Une vocation radicale à l’amour

L’une de ses premières œuvres s’intitule De natura et dignitate amoris (« De la nature et dignité de l’amour »). Guillaume y exprime une de ses idées fondamentales, valable pour nous aussi : l’énergie principale qui anime l’esprit de l’homme est l’amour, dit-il. La nature humaine consiste, dans son essence la plus profonde, à aimer. En définitive, il n’y a qu’un seul devoir qui s’impose à tout être humain : apprendre à aimer, à aimer bien, sincèrement, authentiquement, gratuitement. Mais ce n’est qu’à l’école de Dieu que l’homme peut accomplir ce devoir et atteindre la fin pour laquelle il a été créé. Guillaume écrit en effet : « L’art des arts est l’art de l’amour […]. L’amour est suscité dans la nature par le Créateur. L’amour est une force de l’âme qui la conduit comme par un poids naturel au lieu et au but qui lui reviennent » (op. cit., 1 ; Patr. lat. 184, 379).

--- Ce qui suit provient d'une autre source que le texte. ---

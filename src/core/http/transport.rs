//! Network egress
//!
//! The client talks to the backend only through [`Transport`], so the retry protocol can
//! be driven by a scripted transport in tests and by `gloo-net` in the browser.

use super::request::{Method, OutgoingRequest, RawResponse};

/// Transport error types
#[derive(Debug, thiserror::Error)]
pub enum TransportError {
    #[error("Failed to build request: {0}")]
    Build(String),

    #[error("Request failed: {0}")]
    Send(String),

    #[error("Failed to read response body: {0}")]
    Body(String),
}

/// Delivers one request and returns whatever status the server answered with.
///
/// Implementations report only transport-level failures as errors; HTTP error
/// statuses come back as ordinary responses.
#[allow(async_fn_in_trait)]
pub trait Transport {
    async fn send(&self, request: OutgoingRequest) -> Result<RawResponse, TransportError>;
}

/// Browser `fetch` transport
#[derive(Debug, Clone, Copy, Default)]
pub struct GlooTransport;

impl Transport for GlooTransport {
    async fn send(&self, request: OutgoingRequest) -> Result<RawResponse, TransportError> {
        use gloo_net::http::Request;

        let mut builder = match request.method {
            Method::Get => Request::get(&request.url),
            Method::Post => Request::post(&request.url),
            Method::Put => Request::put(&request.url),
        };

        for (name, value) in &request.headers {
            builder = builder.header(name, value);
        }

        let prepared = match request.body {
            Some(body) => builder.body(body),
            None => builder.build(),
        }
        .map_err(|e| TransportError::Build(e.to_string()))?;

        let response = prepared
            .send()
            .await
            .map_err(|e| TransportError::Send(e.to_string()))?;

        let status = response.status();
        let body = response
            .text()
            .await
            .map_err(|e| TransportError::Body(e.to_string()))?;

        Ok(RawResponse { status, body })
    }
}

Apprendre à aimer ne se fait que tout au long d’un cheminement exigeant, que Guillaume articule en quatre étapes correspondant aux périodes de la vie de l’homme : l’enfance, la jeunesse, la maturité et la vieillesse. Sur cet itinéraire, une personne doit s’imposer une ascèse efficace, une stricte maîtrise de soi-même, afin d’éliminer toute affection désordonnée, toute concession à l’égoïsme, et d’unifier sa propre vie en Dieu, source, but et force de l’amour, jusqu’à atteindre le sommet de la vie spirituelle défini par Guillaume comme « sagesse ». À la fin de cet itinéraire ascétique, on fait l’expérience d’une grande sérénité et douceur. Toutes les facultés de l’homme, intelligence, volonté et sensibilité, se reposent alors en Dieu, connu et aimé dans le Christ.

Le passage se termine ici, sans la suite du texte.